= Beginning of Section =

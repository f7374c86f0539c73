use super::types::TableSpec;
use crate::constants::rules::TABLE_TOKEN_FIELDS;
use crate::error::InputFormatError;
use tracing::debug;

/// 解析表定义 token
///
/// 格式: `tableName shardingDatasourceColumn datasourceCount shardingTableColumn tableReplicaCount`
pub fn parse_table_spec(token: &str) -> Result<TableSpec, InputFormatError> {
    let fields: Vec<&str> = token.split_whitespace().collect();
    if fields.len() != TABLE_TOKEN_FIELDS {
        return Err(InputFormatError::MalformedToken {
            kind: "表定义",
            token: token.to_string(),
            expected: TABLE_TOKEN_FIELDS,
            found: fields.len(),
        });
    }

    let spec = TableSpec {
        table_name: fields[0].to_string(),
        sharding_datasource_column: fields[1].to_string(),
        datasource_count: parse_count(token, "datasourceCount", fields[2])?,
        sharding_table_column: fields[3].to_string(),
        table_replica_count: parse_count(token, "tableReplicaCount", fields[4])?,
    };
    debug!("解析表定义: {:?}", spec);
    Ok(spec)
}

fn parse_count(token: &str, field: &'static str, value: &str) -> Result<u32, InputFormatError> {
    match value.parse::<u32>() {
        Ok(count) if count >= 1 => Ok(count),
        _ => Err(InputFormatError::InvalidCount {
            token: token.to_string(),
            field,
            value: value.to_string(),
        }),
    }
}
use anyhow::{Context, Result};
use sharding_core::config::GeneratorConfig;
use sharding_core::constants::paths::DEFAULT_CONFIG_FILE;
use sharding_core::constants::templates::{BASE_TEMPLATE, SAMPLE_USER_INPUT};
use std::fs;
use std::path::Path;
use tracing::{info, warn};

use crate::project_info::metadata::display::CLI_FULL_NAME;

/// 在当前目录初始化
pub fn run_init(force: bool) -> Result<()> {
    run_init_in(Path::new("."), force)
}

/// 在指定目录写出配置文件、基础模板和用户输入示例
pub fn run_init_in(dir: &Path, force: bool) -> Result<()> {
    info!("🧩 {} 初始化", CLI_FULL_NAME);
    info!("======================");

    let config = GeneratorConfig::default();
    let config_path = dir.join(DEFAULT_CONFIG_FILE);
    let template_path = dir.join(&config.paths.template);
    let input_path = dir.join(&config.paths.user_input);

    // 检查是否已经初始化过
    if !force && [&config_path, &template_path, &input_path].iter().any(|p| p.exists()) {
        warn!("⚠️  检测到已存在的配置文件或模板文件");
        info!("如果您要重新初始化，请使用 --force 参数");
        info!("示例: shardgen init --force");
        return Ok(());
    }

    fs::create_dir_all(dir).with_context(|| format!("创建目录 {} 失败", dir.display()))?;

    config
        .save_to_file(&config_path)
        .with_context(|| format!("写入 {} 失败", config_path.display()))?;
    info!("   ✅ 创建配置文件: {}", config_path.display());

    fs::write(&template_path, BASE_TEMPLATE)
        .with_context(|| format!("写入 {} 失败", template_path.display()))?;
    info!("   ✅ 创建基础模板: {}", template_path.display());

    fs::write(&input_path, SAMPLE_USER_INPUT)
        .with_context(|| format!("写入 {} 失败", input_path.display()))?;
    info!("   ✅ 创建用户输入示例: {}", input_path.display());

    info!("🎉 初始化完成！");
    info!("");
    info!("📝 接下来的步骤:");
    info!("   1️⃣  编辑 {} 填写数据源和分片表", input_path.display());
    info!("   2️⃣  运行 'shardgen generate' 生成 {}", config.paths.output.display());

    Ok(())
}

= End of Section =

* [Work request]: Each record needs to be duplicated exactly.

* [Exercise output]:
repository f7374c86f0539c73
use super::types::TableSpec;
use crate::constants::rules::TABLE_TOKEN_FIELDS;
use crate::error::InputFormatError;
use tracing::debug;

/// 解析表定义 token
///
/// 格式: `tableName shardingDatasourceColumn datasourceCount shardingTableColumn tableReplicaCount`
pub fn parse_table_spec(token: &str) -> Result<TableSpec, InputFormatError> {
    let fields: Vec<&str> = token.split_whitespace().collect();
    if fields.len() != TABLE_TOKEN_FIELDS {
        return Err(InputFormatError::MalformedToken {
            kind: "表定义",
            token: token.to_string(),
            expected: TABLE_TOKEN_FIELDS,
            found: fields.len(),
        });
    }

    let spec = TableSpec {
        table_name: fields[0].to_string(),
        sharding_datasource_column: fields[1].to_string(),
        datasource_count: parse_count(token, "datasourceCount", fields[2])?,
        sharding_table_column: fields[3].to_string(),
        table_replica_count: parse_count(token, "tableReplicaCount", fields[4])?,
    };
    debug!("解析表定义: {:?}", spec);
    Ok(spec)
}

fn parse_count(token: &str, field: &'static str, value: &str) -> Result<u32, InputFormatError> {
    match value.parse::<u32>() {
        Ok(count) if count >= 1 => Ok(count),
        _ => Err(InputFormatError::InvalidCount {
            token: token.to_string(),
            field,
            value: value.to_string(),
        }),
    }
}
use anyhow::{Context, Result};
use sharding_core::config::GeneratorConfig;
use sharding_core::constants::paths::DEFAULT_CONFIG_FILE;
use sharding_core::constants::templates::{BASE_TEMPLATE, SAMPLE_USER_INPUT};
use std::fs;
use std::path::Path;
use tracing::{info, warn};

use crate::project_info::metadata::display::CLI_FULL_NAME;

/// 在当前目录初始化
pub fn run_init(force: bool) -> Result<()> {
    run_init_in(Path::new("."), force)
}

/// 在指定目录写出配置文件、基础模板和用户输入示例
pub fn run_init_in(dir: &Path, force: bool) -> Result<()> {
    info!("🧩 {} 初始化", CLI_FULL_NAME);
    info!("======================");

    let config = GeneratorConfig::default();
    let config_path = dir.join(DEFAULT_CONFIG_FILE);
    let template_path = dir.join(&config.paths.template);
    let input_path = dir.join(&config.paths.user_input);

    // 检查是否已经初始化过
    if !force && [&config_path, &template_path, &input_path].iter().any(|p| p.exists()) {
        warn!("⚠️  检测到已存在的配置文件或模板文件");
        info!("如果您要重新初始化，请使用 --force 参数");
        info!("示例: shardgen init --force");
        return Ok(());
    }

    fs::create_dir_all(dir).with_context(|| format!("创建目录 {} 失败", dir.display()))?;

    config
        .save_to_file(&config_path)
        .with_context(|| format!("写入 {} 失败", config_path.display()))?;
    info!("   ✅ 创建配置文件: {}", config_path.display());

    fs::write(&template_path, BASE_TEMPLATE)
        .with_context(|| format!("写入 {} 失败", template_path.display()))?;
    info!("   ✅ 创建基础模板: {}", template_path.display());

    fs::write(&input_path, SAMPLE_USER_INPUT)
        .with_context(|| format!("写入 {} 失败", input_path.display()))?;
    info!("   ✅ 创建用户输入示例: {}", input_path.display());

    info!("🎉 初始化完成！");
    info!("");
    info!("📝 接下来的步骤:");
    info!("   1️⃣  编辑 {} 填写数据源和分片表", input_path.display());
    info!("   2️⃣  运行 'shardgen generate' 生成 {}", config.paths.output.display());

    Ok(())
}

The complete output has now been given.